WORK TO COMPLETE - The output is the lines below from the one with "and the same" through the one with "pub trait UtteranceClassifier: Send", both included, printed exactly and with no other line.

Saved data entries -
⁂

//! Utterance Classification
//!
//! Maps raw user text to a [`SignalTuple`] of intent, emotion, tone and target.
//!
//! Every dimension is a priority-ordered list of vocabulary categories: the
//! first category with a matching entry wins and later ones are not
//! consulted. Intent has one built-in rule ahead of the vocabulary: any
//! question marker makes the utterance a `question`.
//!
//! Two interchangeable strategies implement [`UtteranceClassifier`]:
//!
//! - [`LexicalClassifier`]: exact lower-cased token matching
//! - [`LinguisticClassifier`]: lemma matching plus name-span detection
//!
//! # Example
//!
//! ```rust
//! use parley_core::classifier::{build_classifier, ClassifierStrategy, Intent, Vocabulary};
//!
//! let classifier = build_classifier(ClassifierStrategy::Lexical, &Vocabulary::default()).unwrap();
//! let signal = classifier.classify("I love you?");
//! assert_eq!(signal.intent, Intent::Question);
//! ```

mod lexical;
mod linguistic;
mod signal;
mod vocabulary;

#[cfg(test)]
mod tests;

pub use lexical::LexicalClassifier;
pub use linguistic::{LinguisticClassifier, lemma_candidates};
pub use signal::{Emotion, Intent, SignalTuple, Tone};
pub use vocabulary::{Category, Vocabulary};

use serde::{Deserialize, Serialize};
use std::fmt;

use crate::error::{ParleyError, Result};

/// Which classifier implementation to use
#[derive(Debug, Clone, Copy, PartialEq, Eq, Serialize, Deserialize, Default)]
#[serde(rename_all = "lowercase")]
pub enum ClassifierStrategy {
    /// Plain keyword matching
    #[default]
    Lexical,
    /// Lemma matching and name-span detection
    Linguistic,
}

impl fmt::Display for ClassifierStrategy {
    fn fmt(&self, f: &mut fmt::Formatter<'_>) -> fmt::Result {
        match self {
            ClassifierStrategy::Lexical => f.write_str("lexical"),
            ClassifierStrategy::Linguistic => f.write_str("linguistic"),
        }
    }
}

impl std::str::FromStr for ClassifierStrategy {
    type Err = String;

    fn from_str(s: &str) -> std::result::Result<Self, Self::Err> {
        match s.to_lowercase().as_str() {
            "lexical" | "keyword" => Ok(ClassifierStrategy::Lexical),
            "linguistic" | "lemma" => Ok(ClassifierStrategy::Linguistic),
            _ => Err(format!("Unknown classifier strategy: {}", s)),
        }
    }
}

/// Trait for turning an utterance into a signal tuple.
///
/// Implementations are pure: no state changes between calls and the same
/// text always yields the same tuple. Classification of text never fails;
/// only [`classify_bytes`](Self::classify_bytes) can reject input.
pub trait UtteranceClassifier: Send + Sync {
    /// Classify well-formed text
    fn classify(&self, text: &str) -> SignalTuple;

    /// Strategy implemented by this classifier
    fn strategy(&self) -> ClassifierStrategy;

    /// Validate raw input as text, then classify it.
    ///
    /// # Errors
    ///
    /// Returns [`ParleyError::InvalidInput`] if the bytes are not text.
    fn classify_bytes(&self, raw: &[u8]) -> Result<SignalTuple> {
        let text = validate_utterance(raw)?;
        Ok(self.classify(text))
    }
}

/// Check that raw turn input is text.
///
/// Accepts UTF-8 without control characters other than tab, carriage return
/// and newline.
///
/// # Errors
///
/// Returns [`ParleyError::InvalidInput`] for invalid UTF-8 or binary content.
pub fn validate_utterance(raw: &[u8]) -> Result<&str> {
    let text = std::str::from_utf8(raw)
        .map_err(|e| ParleyError::InvalidInput(format!("input is not valid UTF-8 ({})", e)))?;

    if let Some(c) = text
        .chars()
        .find(|c| c.is_control() && !matches!(c, '\t' | '\r' | '\n'))
    {
        return Err(ParleyError::InvalidInput(format!(
            "input contains control character U+{:04X}",
            c as u32
        )));
    }

    Ok(text)
}

/// Build the classifier selected by `strategy` over a validated vocabulary.
///
/// # Errors
///
/// Returns a configuration error if the vocabulary is malformed.
pub fn build_classifier(
    strategy: ClassifierStrategy,
    vocabulary: &Vocabulary,
) -> Result<Box<dyn UtteranceClassifier>> {
    vocabulary.validate()?;
    tracing::debug!(%strategy, "Building utterance classifier");

    Ok(match strategy {
        ClassifierStrategy::Lexical => Box::new(LexicalClassifier::new(vocabulary.clone())),
        ClassifierStrategy::Linguistic => Box::new(LinguisticClassifier::new(vocabulary.clone())),
    })
}
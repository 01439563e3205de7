//! Signal-driven update rules

use serde::{Deserialize, Serialize};

use crate::classifier::{Emotion, Intent, SignalTuple, Tone};
use crate::error::{ParleyError, Result};

use super::state::{RelationshipState, STAT_MAX, STAT_MIN};

/// Adjusts one stat when a signal matches every condition the rule sets.
///
/// Rules are evaluated independently: every matching rule fires.
#[derive(Debug, Clone, PartialEq, Eq, Serialize, Deserialize)]
pub struct UpdateRule {
    /// Required intent
    #[serde(default, skip_serializing_if = "Option::is_none")]
    pub intent: Option<Intent>,
    /// Required emotion
    #[serde(default, skip_serializing_if = "Option::is_none")]
    pub emotion: Option<Emotion>,
    /// Required tone
    #[serde(default, skip_serializing_if = "Option::is_none")]
    pub tone: Option<Tone>,
    /// Stat to adjust
    pub stat: String,
    /// Amount added to the stat (negative to decrease)
    pub delta: i64,
}

impl UpdateRule {
    /// Rule that fires on an intent
    pub fn on_intent(intent: Intent, stat: impl Into<String>, delta: i64) -> Self {
        Self {
            intent: Some(intent),
            emotion: None,
            tone: None,
            stat: stat.into(),
            delta,
        }
    }

    /// Additionally require an emotion
    pub fn with_emotion(mut self, emotion: Emotion) -> Self {
        self.emotion = Some(emotion);
        self
    }

    /// Additionally require a tone
    pub fn with_tone(mut self, tone: Tone) -> Self {
        self.tone = Some(tone);
        self
    }

    /// Whether the signal satisfies every condition
    pub fn matches(&self, signal: &SignalTuple) -> bool {
        self.intent.as_ref().is_none_or(|i| *i == signal.intent)
            && self
                .emotion
                .as_ref()
                .is_none_or(|e| signal.emotion.as_ref() == Some(e))
            && self
                .tone
                .as_ref()
                .is_none_or(|t| signal.tone.as_ref() == Some(t))
    }

    fn has_condition(&self) -> bool {
        self.intent.is_some() || self.emotion.is_some() || self.tone.is_some()
    }
}

/// Relationship defaults and update rules
#[derive(Debug, Clone, PartialEq, Eq, Serialize, Deserialize)]
#[serde(default)]
pub struct RelationshipConfig {
    /// Value every recognized stat starts at on first contact
    pub initial_value: u8,
    /// Recognized stats, created on first contact
    pub stats: Vec<String>,
    /// Update rules applied once per turn
    pub rules: Vec<UpdateRule>,
}

impl Default for RelationshipConfig {
    fn default() -> Self {
        Self {
            initial_value: 5,
            stats: vec!["trust".to_string(), "attraction".to_string()],
            rules: vec![
                UpdateRule::on_intent(Intent::Flirt, "attraction", 1),
                UpdateRule::on_intent(Intent::Challenge, "trust", -1),
                UpdateRule::on_intent(Intent::Question, "trust", 1).with_emotion(Emotion::Joy),
            ],
        }
    }
}

impl RelationshipConfig {
    /// State for a character with no history
    pub fn initial_state(&self) -> RelationshipState {
        RelationshipState::uniform(&self.stats, self.initial_value)
    }

    /// Check the configuration is usable.
    ///
    /// # Errors
    ///
    /// Returns a configuration error for an out-of-range initial value, blank
    /// stat names, or rules without conditions or with a zero delta.
    pub fn validate(&self) -> Result<()> {
        if !(STAT_MIN..=STAT_MAX).contains(&self.initial_value) {
            return Err(ParleyError::Configuration(format!(
                "relationship.initial_value {} is outside {}..={}",
                self.initial_value, STAT_MIN, STAT_MAX
            )));
        }

        if self.stats.iter().any(|s| s.trim().is_empty()) {
            return Err(ParleyError::Configuration(
                "relationship.stats contains a blank stat name".to_string(),
            ));
        }

        for (index, rule) in self.rules.iter().enumerate() {
            if rule.stat.trim().is_empty() {
                return Err(ParleyError::Configuration(format!(
                    "relationship.rules[{index}] has a blank stat"
                )));
            }
            if !rule.has_condition() {
                return Err(ParleyError::Configuration(format!(
                    "relationship.rules[{index}] has no intent, emotion or tone condition"
                )));
            }
            if rule.delta == 0 {
                return Err(ParleyError::Configuration(format!(
                    "relationship.rules[{index}] has a zero delta"
                )));
            }
        }

        Ok(())
    }
}
impl Default for ResponseGenerator {
    fn default() -> Self {
        Self {
            templates: ResponseTemplates::default(),
            rule: PersonaRule::default(),
            stat_default: 5,
        }
    }
}

impl ResponseGenerator {
    /// Create a generator from validated templates and persona rule.
    ///
    /// # Errors
    ///
    /// Returns a configuration error if either fails validation.
    pub fn new(templates: ResponseTemplates, rule: PersonaRule) -> Result<Self> {
        templates.validate()?;
        rule.validate()?;
        Ok(Self {
            templates,
            rule,
            stat_default: 5,
        })
    }

    /// Value assumed for stats missing from the state
    pub fn with_stat_default(mut self, value: u8) -> Self {
        self.stat_default = value;
        self
    }

    /// Persona key for the current state.
    ///
    /// Personas in the profile that declare a `min` threshold are considered
    /// first; the satisfied one with the highest threshold wins. Otherwise
    /// the configured [`PersonaRule`] decides.
    pub fn select_persona<'a>(
        &'a self,
        profile: &'a CharacterProfile,
        state: &RelationshipState,
    ) -> &'a str {
        let mut best: Option<(&str, u8)> = None;
        for (key, persona) in &profile.personas {
            let Some(min) = persona.min else { continue };
            let stat = persona.stat.as_deref().unwrap_or(&self.rule.stat);
            if state.value_or(stat, self.stat_default) >= min
                && best.is_none_or(|(_, best_min)| min > best_min)
            {
                best = Some((key.as_str(), min));
            }
        }

        if let Some((key, _)) = best {
            return key;
        }

        if state.value_or(&self.rule.stat, self.stat_default) < self.rule.threshold {
            &self.rule.below
        } else {
            &self.rule.at_or_above
        }
    }

    /// Render the reply for one turn
    pub fn generate(
        &self,
        profile: &CharacterProfile,
        signal: &SignalTuple,
        state: &RelationshipState,
    ) -> String {
        let name = profile.display_name_or(&self.templates.name_placeholder);
        let persona = self.select_persona(profile, state);
        let persona_label = title_case(persona);
        let variables = [
            ("name", name),
            ("real_name", profile.real_name.as_deref().unwrap_or(name)),
            ("persona", persona_label.as_str()),
            ("intent", signal.intent.as_str()),
            ("target", signal.target.as_deref().unwrap_or("someone")),
        ];

        let base = self
            .templates
            .intents
            .get(signal.intent.as_str())
            .unwrap_or(&self.templates.fallback);
        let mut reply = render(base, &variables);

        if let Some(clause) = signal
            .emotion
            .as_ref()
            .and_then(|e| self.templates.emotions.get(e.as_str()))
        {
            reply.push(' ');
            reply.push_str(&render(clause, &variables));
        }

        let described = profile
            .persona(persona)
            .is_some_and(|p| !p.description.trim().is_empty());
        if described {
            reply = format!("{} {}", render(&self.templates.persona_tag, &variables), reply);
        }

        reply
    }
}

#[cfg(test)]
mod tests {
    use super::*;
    use crate::classifier::{Emotion, Intent, Tone};
    use crate::profile::PersonaProfile;

    fn state(trust: i64) -> RelationshipState {
        [("trust", trust), ("attraction", 5)].into_iter().collect()
    }

    fn superman() -> CharacterProfile {
        CharacterProfile::named("Superman")
            .with_persona("clark", PersonaProfile::new("Mild-mannered reporter"))
            .with_persona("superman", PersonaProfile::new("The Man of Steel"))
    }

    fn clark_rule() -> PersonaRule {
        PersonaRule {
            below: "clark".to_string(),
            at_or_above: "superman".to_string(),
            ..Default::default()
        }
    }

    #[test]
    fn test_intent_templates() {
        let generator = ResponseGenerator::default();
        let profile = CharacterProfile::named("Superman");
        let cases = [
            (Intent::Question, "Superman ponders your question thoughtfully."),
            (Intent::Flirt, "Superman smiles warmly at you."),
            (Intent::Challenge, "Superman looks taken aback by your hostility."),
            (Intent::Comfort, "Superman accepts the gesture with a grateful nod."),
            (Intent::Statement, "Superman nods in acknowledgement."),
            (
                Intent::Custom("greeting".to_string()),
                "Superman nods in acknowledgement.",
            ),
        ];
        for (intent, expected) in cases {
            let reply = generator.generate(&profile, &SignalTuple::new("x", intent), &state(5));
            assert_eq!(reply, expected);
        }
    }

    #[test]
    fn test_emotion_clauses() {
        let generator = ResponseGenerator::default();
        let profile = CharacterProfile::named("Superman");

        let angry = SignalTuple::new("x", Intent::Statement).with_emotion(Emotion::Anger);
        assert_eq!(
            generator.generate(&profile, &angry, &state(5)),
            "Superman nods in acknowledgement. Superman seems unsettled by your anger."
        );

        let joyful = SignalTuple::new("x", Intent::Flirt).with_emotion(Emotion::Joy);
        assert_eq!(
            generator.generate(&profile, &joyful, &state(5)),
            "Superman smiles warmly at you. Your good mood is contagious."
        );

        let sad = SignalTuple::new("x", Intent::Flirt).with_emotion(Emotion::Sadness);
        assert_eq!(
            generator.generate(&profile, &sad, &state(5)),
            "Superman smiles warmly at you."
        );
    }

    #[test]
    fn test_persona_tag_follows_threshold() {
        let generator =
            ResponseGenerator::new(ResponseTemplates::default(), clark_rule()).unwrap();
        let signal = SignalTuple::new("hi", Intent::Statement);

        assert_eq!(
            generator.generate(&superman(), &signal, &state(6)),
            "[Clark] Superman nods in acknowledgement."
        );
        assert_eq!(
            generator.generate(&superman(), &signal, &state(7)),
            "[Superman] Superman nods in acknowledgement."
        );
    }

    #[test]
    fn test_undescribed_persona_has_no_tag() {
        let generator = ResponseGenerator::default();
        let profile = CharacterProfile::named("Superman")
            .with_persona("restrained", PersonaProfile::new("  "));
        let reply = generator.generate(&profile, &SignalTuple::statement("hi"), &state(2));
        assert_eq!(reply, "Superman nods in acknowledgement.");
    }

    #[test]
    fn test_profile_declared_thresholds() {
        let generator = ResponseGenerator::default();
        let profile = CharacterProfile::named("Batman")
            .with_persona("guarded", PersonaProfile::new("Cold").with_threshold("trust", 0))
            .with_persona("ally", PersonaProfile::new("Warm").with_threshold("trust", 4))
            .with_persona("partner", PersonaProfile::new("Close").with_threshold("trust", 9));

        assert_eq!(generator.select_persona(&profile, &state(2)), "guarded");
        assert_eq!(generator.select_persona(&profile, &state(5)), "ally");
        assert_eq!(generator.select_persona(&profile, &state(10)), "partner");
    }

    #[test]
    fn test_missing_stat_uses_default() {
        let generator = ResponseGenerator::default().with_stat_default(8);
        let profile = CharacterProfile::named("Superman");
        assert_eq!(
            generator.select_persona(&profile, &RelationshipState::new()),
            "open"
        );
    }

    #[test]
    fn test_missing_name_placeholder() {
        let generator = ResponseGenerator::default();
        let reply = generator.generate(
            &CharacterProfile::default(),
            &SignalTuple::new("?", Intent::Question),
            &state(5),
        );
        assert_eq!(reply, "Unknown ponders your question thoughtfully.");

        let templates = ResponseTemplates {
            name_placeholder: "The stranger".to_string(),
            ..Default::default()
        };
        let generator = ResponseGenerator::new(templates, PersonaRule::default()).unwrap();
        let reply = generator.generate(
            &CharacterProfile::default(),
            &SignalTuple::new("hi", Intent::Flirt),
            &state(5),
        );
        assert_eq!(reply, "The stranger smiles warmly at you.");
    }

    #[test]
    fn test_generation_is_deterministic() {
        let generator =
            ResponseGenerator::new(ResponseTemplates::default(), clark_rule()).unwrap();
        let signal = SignalTuple::new("x", Intent::Challenge)
            .with_emotion(Emotion::Anger)
            .with_tone(Tone::Sarcastic)
            .with_target("Lex Luthor");
        for trust in 0..=10 {
            let first = generator.generate(&superman(), &signal, &state(trust));
            let second = generator.generate(&superman(), &signal, &state(trust));
            assert_eq!(first, second);
        }
    }

    #[test]
    fn test_template_variables() {
        let mut templates = ResponseTemplates::default();
        templates.intents.insert(
            "challenge".to_string(),
            "{{real_name}} refuses to fight {{target}}.".to_string(),
        );
        let generator = ResponseGenerator::new(templates, PersonaRule::default()).unwrap();
        let profile = CharacterProfile {
            real_name: Some("Kal-El".to_string()),
            ..CharacterProfile::named("Superman")
        };
        let signal = SignalTuple::new("x", Intent::Challenge).with_target("Zod");
        assert_eq!(
            generator.generate(&profile, &signal, &state(5)),
            "Kal-El refuses to fight Zod."
        );
    }

    #[test]
    fn test_title_case() {
        assert_eq!(title_case("clark"), "Clark");
        assert_eq!(title_case("man_of_steel"), "Man Of Steel");
    }

    #[test]
    fn test_validation() {
        let templates = ResponseTemplates {
            fallback: String::new(),
            ..Default::default()
        };
        assert!(ResponseGenerator::new(templates, PersonaRule::default()).is_err());

        let rule = PersonaRule {
            below: " ".to_string(),
            ..Default::default()
        };
        assert!(ResponseGenerator::new(ResponseTemplates::default(), rule).is_err());
    }
}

⁂

EXERCISE RESPONSE -
/// Implementations are pure: no state changes between calls and the same
/// text always yields the same tuple. Classification of text never fails;
/// only [`classify_bytes`](Self::classify_bytes) can reject input.
pub trait UtteranceClassifier: Send + Sync {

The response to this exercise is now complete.